THE PROBLEM
Report every line below that holds the word "blobs".

Dataset entries

* * * * * * *

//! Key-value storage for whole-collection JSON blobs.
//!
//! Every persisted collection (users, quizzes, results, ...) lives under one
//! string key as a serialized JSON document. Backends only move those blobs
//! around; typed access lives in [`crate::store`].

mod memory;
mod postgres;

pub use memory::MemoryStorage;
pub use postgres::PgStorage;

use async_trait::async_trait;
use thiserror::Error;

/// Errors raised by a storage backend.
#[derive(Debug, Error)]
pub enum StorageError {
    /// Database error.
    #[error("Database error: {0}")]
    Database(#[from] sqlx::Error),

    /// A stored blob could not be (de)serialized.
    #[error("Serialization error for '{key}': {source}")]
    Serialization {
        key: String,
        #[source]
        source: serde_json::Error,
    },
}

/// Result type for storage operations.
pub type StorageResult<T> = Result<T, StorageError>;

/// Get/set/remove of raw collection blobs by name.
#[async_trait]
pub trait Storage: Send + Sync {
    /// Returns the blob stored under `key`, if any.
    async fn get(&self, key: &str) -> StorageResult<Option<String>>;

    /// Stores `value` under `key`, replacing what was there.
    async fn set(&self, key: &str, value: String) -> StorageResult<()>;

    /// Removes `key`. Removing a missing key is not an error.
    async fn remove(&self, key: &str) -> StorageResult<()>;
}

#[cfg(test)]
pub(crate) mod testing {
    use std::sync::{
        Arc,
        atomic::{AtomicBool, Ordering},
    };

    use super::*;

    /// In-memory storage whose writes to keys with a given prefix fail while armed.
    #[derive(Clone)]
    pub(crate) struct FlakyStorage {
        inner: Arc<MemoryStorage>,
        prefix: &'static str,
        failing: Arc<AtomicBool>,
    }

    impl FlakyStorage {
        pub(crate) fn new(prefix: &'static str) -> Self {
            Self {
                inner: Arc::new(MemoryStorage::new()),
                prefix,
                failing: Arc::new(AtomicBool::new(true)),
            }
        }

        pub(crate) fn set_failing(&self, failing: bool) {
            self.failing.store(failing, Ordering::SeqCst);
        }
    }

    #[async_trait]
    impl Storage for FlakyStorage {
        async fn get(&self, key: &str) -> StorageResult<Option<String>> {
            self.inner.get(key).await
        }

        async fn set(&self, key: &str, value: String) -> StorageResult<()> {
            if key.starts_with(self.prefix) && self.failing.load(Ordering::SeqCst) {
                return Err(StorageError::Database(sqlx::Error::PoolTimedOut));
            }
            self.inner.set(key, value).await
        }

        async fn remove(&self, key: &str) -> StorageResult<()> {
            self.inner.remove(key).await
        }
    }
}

* * * * * * *

EXPECTED ANSWER
//! Key-value storage for whole-collection JSON blobs.
//! string key as a serialized JSON document. Backends only move those blobs
/// Get/set/remove of raw collection blobs by name.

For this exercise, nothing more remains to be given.